Records from a data collection:
---

use itertools::Itertools;
use tracing::trace;

use crate::alphabet::Symbol;
use crate::math;
use crate::ostia::Blue;
use crate::transducer::{State, StateIndex, Transducer};
use crate::{Output, Show};

/// The speculative outcome of folding a blue state into a red one. It holds modified copies of
/// every state the fold touched, the live transducer is left alone until [`Delta::apply`] is
/// called.
#[derive(Clone, PartialEq, Eq)]
pub struct Delta<O> {
    states: math::Map<StateIndex, State<O>>,
    reached: Vec<Blue>,
    visited: Vec<(StateIndex, StateIndex)>,
}

impl<O> Default for Delta<O> {
    fn default() -> Self {
        Self {
            states: math::Map::default(),
            reached: vec![],
            visited: vec![],
        }
    }
}

impl<O: Symbol> std::fmt::Debug for Delta<O> {
    fn fmt(&self, f: &mut std::fmt::Formatter<'_>) -> std::fmt::Result {
        let states = self.states.iter().sorted_by_key(|(q, _)| **q).collect_vec();
        f.debug_struct("Delta")
            .field("states", &states)
            .field("reached", &self.reached)
            .field("visited", &self.visited)
            .finish()
    }
}

impl<O: Symbol> Delta<O> {
    /// Gives the state as it looks after the fold, which is either the modified copy or the
    /// untouched state of `transducer`.
    pub fn view<'a, S: Symbol>(
        &'a self,
        transducer: &'a Transducer<S, O>,
        state: StateIndex,
    ) -> &'a State<O> {
        self.states
            .get(&state)
            .unwrap_or_else(|| transducer.state(state))
    }

    fn copy_mut<S: Symbol>(
        &mut self,
        transducer: &Transducer<S, O>,
        state: StateIndex,
    ) -> &mut State<O> {
        self.states
            .entry(state)
            .or_insert_with(|| transducer.state(state).clone())
    }

    /// Iterates over the indices of all states that were copied.
    pub fn touched(&self) -> impl Iterator<Item = StateIndex> + '_ {
        self.states.keys().copied()
    }

    /// The edges that red states (or states on the red side of the fold) adopted from the
    /// folded part. Their targets become blue if their source is red.
    pub fn reached(&self) -> &[Blue] {
        &self.reached
    }

    /// Every `(red, blue)` pair of states that the fold aligned, in the order they were
    /// visited. The first pair is the red state and the folded blue state.
    pub fn visited_pairs(&self) -> &[(StateIndex, StateIndex)] {
        &self.visited
    }

    /// Commits the delta by overwriting the states of `transducer` with their copies. Returns
    /// the adopted edges.
    pub fn apply<S: Symbol>(self, transducer: &mut Transducer<S, O>) -> Vec<Blue> {
        for (index, state) in self.states {
            transducer.replace_state(index, state);
        }
        self.reached
    }
}

/// A strategy for folding a blue state into a red state. Returns `None` if the two can not be
/// merged, in which case nothing has changed.
pub trait Fold<S: Symbol, O: Symbol> {
    /// Attempts to fold the target of `blue` into `red`. The edge of `blue` is redirected to
    /// `red` in the returned delta.
    fn fold(&self, transducer: &Transducer<S, O>, red: StateIndex, blue: Blue) -> Option<Delta<O>>;
}

impl<S: Symbol, O: Symbol, F: Fold<S, O>> Fold<S, O> for &F {
    fn fold(&self, transducer: &Transducer<S, O>, red: StateIndex, blue: Blue) -> Option<Delta<O>> {
        F::fold(self, transducer, red, blue)
    }
}

/// The fold of OSTIA. Outputs the red side does not produce are pushed down into the blue
/// side, edges that exist only on the blue side are adopted by the red side, and final
/// outputs must agree wherever both sides are accepting. This generalizes beyond the sample.
#[derive(Debug, Clone, Copy, Default, PartialEq, Eq)]
pub struct Standard;

impl<S: Symbol, O: Symbol> Fold<S, O> for Standard {
    fn fold(&self, transducer: &Transducer<S, O>, red: StateIndex, blue: Blue) -> Option<Delta<O>> {
        let mut delta = Delta::default();
        fold_into(
            transducer,
            &mut delta,
            red,
            &Output::empty(),
            blue.parent,
            blue.symbol,
        )?;
        Some(delta)
    }
}

/// Folds the target of the edge `(parent, symbol)` into `red` after pushing `pushed` into it.
/// Recursion follows the blue side, which is a tree, so it terminates even if the red side
/// has cycles.
fn fold_into<S: Symbol, O: Symbol>(
    transducer: &Transducer<S, O>,
    delta: &mut Delta<O>,
    red: StateIndex,
    pushed: &Output<O>,
    parent: StateIndex,
    symbol: usize,
) -> Option<()> {
    let blue = delta
        .view(transducer, parent)
        .edge(symbol)
        .expect("folded edge must exist")
        .target();
    trace!("aligning {red} with {blue}, pushing {}", pushed.show());
    delta.visited.push((red, blue));
    delta
        .copy_mut(transducer, parent)
        .edge_mut(symbol)
        .expect("folded edge must exist")
        .set_target(red);

    let mut copy = delta.view(transducer, blue).clone();
    copy.prepend(pushed);
    if copy.is_accepting() {
        let red_state = delta.copy_mut(transducer, red);
        if !red_state.is_accepting() {
            red_state.set_accepting(copy.output().clone());
        } else if red_state.output() != copy.output() {
            trace!("final outputs of {red} and {blue} differ");
            return None;
        }
    }
    let blue_edges = copy.edges().map(|(i, e)| (i, e.clone())).collect_vec();
    delta.states.insert(blue, copy);

    for (i, blue_edge) in blue_edges {
        match delta.view(transducer, red).edge(i) {
            None => {
                delta.copy_mut(transducer, red).set_edge(i, Some(blue_edge));
                delta.reached.push(Blue::new(red, i));
            }
            Some(red_edge) => {
                let Some(rest) = blue_edge.output().strip_prefix(red_edge.output()) else {
                    trace!("outputs of {red} and {blue} on {i} are incompatible");
                    return None;
                };
                let next = red_edge.target();
                fold_into(transducer, delta, next, &rest, blue, i)?;
            }
        }
    }
    Some(())
}

/// A fold that only succeeds if the blue state behaves exactly like the red state, i.e. both
/// have the same kind, the same final output and the same edges with the same outputs leading
/// to states that fold in turn. Nothing is pushed or adopted, so no input outside of the sample
/// is ever accepted.
#[derive(Debug, Clone, Copy, Default, PartialEq, Eq)]
pub struct Compress;

impl<S: Symbol, O: Symbol> Fold<S, O> for Compress {
    fn fold(&self, transducer: &Transducer<S, O>, red: StateIndex, blue: Blue) -> Option<Delta<O>> {
        let mut delta = Delta::default();
        let target = blue.target(transducer);
        delta
            .copy_mut(transducer, blue.parent)
            .edge_mut(blue.symbol)
            .expect("folded edge must exist")
            .set_target(red);
        let mut visited = vec![];
        if !behaves_equal(transducer, &delta, red, target, &mut visited) {
            return None;
        }
        delta.visited = visited;
        Some(delta)
    }
}

fn behaves_equal<S: Symbol, O: Symbol>(
    transducer: &Transducer<S, O>,
    delta: &Delta<O>,
    red: StateIndex,
    blue: StateIndex,
    visited: &mut Vec<(StateIndex, StateIndex)>,
) -> bool {
    visited.push((red, blue));
    let (r, b) = (delta.view(transducer, red), delta.view(transducer, blue));
    if r.kind() != b.kind() || (r.is_accepting() && r.output() != b.output()) {
        return false;
    }
    (0..r.slots()).all(|i| match (r.edge(i), b.edge(i)) {
        (None, None) => true,
        (Some(x), Some(y)) => {
            x.output() == y.output()
                && behaves_equal(transducer, delta, x.target(), y.target(), visited)
        }
        _ => false,
    })
}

---

In the entries above, find each line that has the word "sample". Copy it.

/// outputs must agree wherever both sides are accepting. This generalizes beyond the sample.
/// to states that fold in turn. Nothing is pushed or adopted, so no input outside of the sample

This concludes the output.